[Collected data]
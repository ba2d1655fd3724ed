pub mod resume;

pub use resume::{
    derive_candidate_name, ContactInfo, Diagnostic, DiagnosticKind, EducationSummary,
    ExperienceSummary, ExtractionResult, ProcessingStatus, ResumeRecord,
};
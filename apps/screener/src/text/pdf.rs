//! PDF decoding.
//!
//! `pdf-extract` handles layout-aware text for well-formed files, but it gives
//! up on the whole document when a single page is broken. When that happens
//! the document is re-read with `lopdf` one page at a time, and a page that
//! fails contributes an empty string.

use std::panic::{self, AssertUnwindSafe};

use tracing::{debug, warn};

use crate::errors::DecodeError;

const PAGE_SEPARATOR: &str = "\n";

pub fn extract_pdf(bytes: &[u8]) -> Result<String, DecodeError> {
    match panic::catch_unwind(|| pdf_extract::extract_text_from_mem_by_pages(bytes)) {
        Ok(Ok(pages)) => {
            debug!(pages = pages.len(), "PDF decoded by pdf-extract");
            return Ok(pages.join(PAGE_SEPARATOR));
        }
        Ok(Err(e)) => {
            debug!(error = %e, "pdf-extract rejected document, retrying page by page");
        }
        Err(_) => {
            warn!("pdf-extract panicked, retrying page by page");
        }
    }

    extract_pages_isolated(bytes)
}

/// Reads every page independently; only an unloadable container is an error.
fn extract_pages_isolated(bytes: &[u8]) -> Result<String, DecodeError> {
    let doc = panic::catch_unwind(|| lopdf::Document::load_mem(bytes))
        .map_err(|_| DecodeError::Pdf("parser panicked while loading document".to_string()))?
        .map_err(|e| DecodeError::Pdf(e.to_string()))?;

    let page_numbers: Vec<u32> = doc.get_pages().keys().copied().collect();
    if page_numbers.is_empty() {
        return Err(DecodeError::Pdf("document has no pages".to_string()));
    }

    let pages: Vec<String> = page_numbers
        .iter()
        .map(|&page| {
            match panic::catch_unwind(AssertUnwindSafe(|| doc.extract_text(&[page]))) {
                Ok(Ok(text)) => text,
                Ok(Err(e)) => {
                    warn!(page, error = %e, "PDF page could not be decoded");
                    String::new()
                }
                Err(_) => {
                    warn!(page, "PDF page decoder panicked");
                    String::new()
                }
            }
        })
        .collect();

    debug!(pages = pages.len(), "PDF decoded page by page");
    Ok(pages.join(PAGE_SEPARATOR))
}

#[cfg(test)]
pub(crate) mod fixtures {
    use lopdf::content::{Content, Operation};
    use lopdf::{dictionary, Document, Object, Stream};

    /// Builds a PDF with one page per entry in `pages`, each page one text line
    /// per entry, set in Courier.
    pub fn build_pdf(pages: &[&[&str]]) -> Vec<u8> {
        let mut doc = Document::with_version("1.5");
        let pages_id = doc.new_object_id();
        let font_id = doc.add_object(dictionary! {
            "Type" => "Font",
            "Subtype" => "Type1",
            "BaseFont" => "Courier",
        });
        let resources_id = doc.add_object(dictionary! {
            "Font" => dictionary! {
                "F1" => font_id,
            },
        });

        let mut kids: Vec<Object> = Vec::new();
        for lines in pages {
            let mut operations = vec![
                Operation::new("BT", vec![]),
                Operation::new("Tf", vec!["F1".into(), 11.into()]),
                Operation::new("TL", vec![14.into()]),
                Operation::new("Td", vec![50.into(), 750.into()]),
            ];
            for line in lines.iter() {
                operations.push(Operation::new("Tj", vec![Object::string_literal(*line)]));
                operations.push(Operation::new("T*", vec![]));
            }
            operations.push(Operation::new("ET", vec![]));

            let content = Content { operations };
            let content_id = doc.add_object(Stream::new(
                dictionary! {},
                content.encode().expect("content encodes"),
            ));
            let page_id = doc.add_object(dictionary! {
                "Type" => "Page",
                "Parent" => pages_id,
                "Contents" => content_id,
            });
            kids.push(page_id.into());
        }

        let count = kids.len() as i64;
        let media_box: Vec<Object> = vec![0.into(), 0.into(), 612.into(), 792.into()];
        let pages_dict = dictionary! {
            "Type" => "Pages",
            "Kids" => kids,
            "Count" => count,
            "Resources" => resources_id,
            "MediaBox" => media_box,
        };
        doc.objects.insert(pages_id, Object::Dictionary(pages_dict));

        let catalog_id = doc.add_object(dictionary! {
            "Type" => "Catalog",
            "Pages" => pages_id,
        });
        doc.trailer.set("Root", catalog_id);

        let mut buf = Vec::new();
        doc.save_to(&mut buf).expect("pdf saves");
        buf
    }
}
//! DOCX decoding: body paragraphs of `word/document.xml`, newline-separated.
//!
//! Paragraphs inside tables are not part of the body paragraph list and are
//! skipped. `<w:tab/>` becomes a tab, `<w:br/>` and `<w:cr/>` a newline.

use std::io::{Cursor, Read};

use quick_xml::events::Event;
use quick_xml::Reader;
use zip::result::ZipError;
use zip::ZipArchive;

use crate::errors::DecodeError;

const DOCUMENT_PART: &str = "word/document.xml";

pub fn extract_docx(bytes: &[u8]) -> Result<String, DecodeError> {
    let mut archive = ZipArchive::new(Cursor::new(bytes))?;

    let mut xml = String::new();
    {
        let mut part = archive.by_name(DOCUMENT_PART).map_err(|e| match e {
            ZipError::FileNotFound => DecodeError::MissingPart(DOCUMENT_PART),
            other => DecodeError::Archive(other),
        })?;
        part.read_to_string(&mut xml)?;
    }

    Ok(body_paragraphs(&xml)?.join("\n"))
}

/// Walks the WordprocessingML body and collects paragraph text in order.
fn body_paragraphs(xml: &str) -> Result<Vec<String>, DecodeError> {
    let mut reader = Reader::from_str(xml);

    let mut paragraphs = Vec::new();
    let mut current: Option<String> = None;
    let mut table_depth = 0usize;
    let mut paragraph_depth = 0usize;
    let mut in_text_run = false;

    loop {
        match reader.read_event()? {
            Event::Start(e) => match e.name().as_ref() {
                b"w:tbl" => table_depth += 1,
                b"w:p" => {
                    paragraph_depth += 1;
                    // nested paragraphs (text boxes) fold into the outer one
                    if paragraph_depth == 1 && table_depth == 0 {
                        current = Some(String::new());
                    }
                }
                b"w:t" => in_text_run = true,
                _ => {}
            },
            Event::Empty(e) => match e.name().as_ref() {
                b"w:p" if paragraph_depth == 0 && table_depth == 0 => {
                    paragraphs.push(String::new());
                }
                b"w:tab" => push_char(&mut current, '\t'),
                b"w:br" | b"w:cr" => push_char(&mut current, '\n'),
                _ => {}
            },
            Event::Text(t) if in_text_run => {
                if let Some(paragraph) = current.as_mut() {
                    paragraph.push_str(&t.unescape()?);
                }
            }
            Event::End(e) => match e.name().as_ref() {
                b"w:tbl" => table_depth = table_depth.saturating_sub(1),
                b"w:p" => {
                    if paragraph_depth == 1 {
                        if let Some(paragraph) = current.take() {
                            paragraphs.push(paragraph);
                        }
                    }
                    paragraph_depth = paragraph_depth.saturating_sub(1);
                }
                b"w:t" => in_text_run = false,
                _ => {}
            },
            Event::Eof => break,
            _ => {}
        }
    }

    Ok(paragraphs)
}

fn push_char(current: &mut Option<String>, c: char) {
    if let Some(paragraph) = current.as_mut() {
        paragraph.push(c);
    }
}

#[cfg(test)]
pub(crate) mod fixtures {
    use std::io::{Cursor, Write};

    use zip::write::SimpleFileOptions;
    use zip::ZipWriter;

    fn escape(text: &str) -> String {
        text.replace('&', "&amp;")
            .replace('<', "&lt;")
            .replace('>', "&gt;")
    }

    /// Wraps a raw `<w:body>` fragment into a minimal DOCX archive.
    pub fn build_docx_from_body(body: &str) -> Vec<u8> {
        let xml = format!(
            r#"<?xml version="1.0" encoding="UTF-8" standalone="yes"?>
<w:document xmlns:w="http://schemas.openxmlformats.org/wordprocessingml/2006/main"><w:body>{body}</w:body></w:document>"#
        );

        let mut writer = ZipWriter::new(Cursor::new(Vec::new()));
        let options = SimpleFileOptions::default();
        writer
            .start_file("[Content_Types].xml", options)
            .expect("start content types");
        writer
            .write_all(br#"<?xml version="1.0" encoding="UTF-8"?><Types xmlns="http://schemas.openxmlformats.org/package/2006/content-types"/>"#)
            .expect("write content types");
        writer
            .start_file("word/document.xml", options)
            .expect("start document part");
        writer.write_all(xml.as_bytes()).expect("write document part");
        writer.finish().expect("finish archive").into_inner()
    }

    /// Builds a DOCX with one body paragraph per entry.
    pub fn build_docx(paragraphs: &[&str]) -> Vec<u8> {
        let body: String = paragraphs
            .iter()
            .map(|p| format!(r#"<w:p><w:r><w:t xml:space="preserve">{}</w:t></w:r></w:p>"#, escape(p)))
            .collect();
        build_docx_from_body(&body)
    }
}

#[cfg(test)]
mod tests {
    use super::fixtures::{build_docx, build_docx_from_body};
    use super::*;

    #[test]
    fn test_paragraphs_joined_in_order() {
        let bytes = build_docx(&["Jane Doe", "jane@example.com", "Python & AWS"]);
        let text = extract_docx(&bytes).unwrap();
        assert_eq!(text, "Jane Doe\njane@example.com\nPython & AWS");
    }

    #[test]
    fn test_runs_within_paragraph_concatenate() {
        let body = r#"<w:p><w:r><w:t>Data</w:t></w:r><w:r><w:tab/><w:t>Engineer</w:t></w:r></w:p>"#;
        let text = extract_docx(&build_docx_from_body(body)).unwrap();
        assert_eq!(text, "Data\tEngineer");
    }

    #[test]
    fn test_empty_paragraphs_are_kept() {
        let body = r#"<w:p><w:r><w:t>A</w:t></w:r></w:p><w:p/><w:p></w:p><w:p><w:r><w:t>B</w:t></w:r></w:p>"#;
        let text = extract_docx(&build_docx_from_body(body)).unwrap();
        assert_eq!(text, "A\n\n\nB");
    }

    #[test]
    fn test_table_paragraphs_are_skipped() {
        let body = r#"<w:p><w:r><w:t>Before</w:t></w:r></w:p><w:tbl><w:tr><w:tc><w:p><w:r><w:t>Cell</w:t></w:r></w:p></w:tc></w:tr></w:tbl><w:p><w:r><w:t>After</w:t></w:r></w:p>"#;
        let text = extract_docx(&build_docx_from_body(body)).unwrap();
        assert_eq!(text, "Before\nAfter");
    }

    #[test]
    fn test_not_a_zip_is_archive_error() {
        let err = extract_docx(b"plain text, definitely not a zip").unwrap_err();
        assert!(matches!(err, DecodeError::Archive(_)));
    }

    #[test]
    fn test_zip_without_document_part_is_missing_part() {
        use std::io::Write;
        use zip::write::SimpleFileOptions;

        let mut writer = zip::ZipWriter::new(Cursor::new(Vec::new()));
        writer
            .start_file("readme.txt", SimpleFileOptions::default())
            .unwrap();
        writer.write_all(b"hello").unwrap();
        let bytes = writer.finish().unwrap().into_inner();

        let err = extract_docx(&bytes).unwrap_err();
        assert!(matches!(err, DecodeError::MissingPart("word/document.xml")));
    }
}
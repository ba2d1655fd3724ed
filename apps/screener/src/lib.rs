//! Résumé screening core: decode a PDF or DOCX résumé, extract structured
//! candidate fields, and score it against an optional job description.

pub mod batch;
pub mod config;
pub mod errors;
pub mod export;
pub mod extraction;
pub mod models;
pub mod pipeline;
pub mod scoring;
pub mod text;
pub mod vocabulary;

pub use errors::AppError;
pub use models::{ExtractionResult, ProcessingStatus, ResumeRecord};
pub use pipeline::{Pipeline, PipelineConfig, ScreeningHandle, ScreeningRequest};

Your instructions »
Which lines above include the word "ResumeRecord"? Pick them out and copy them.

Exercise output »
    ExperienceSummary, ExtractionResult, ProcessingStatus, ResumeRecord,
pub use models::{ExtractionResult, ProcessingStatus, ResumeRecord};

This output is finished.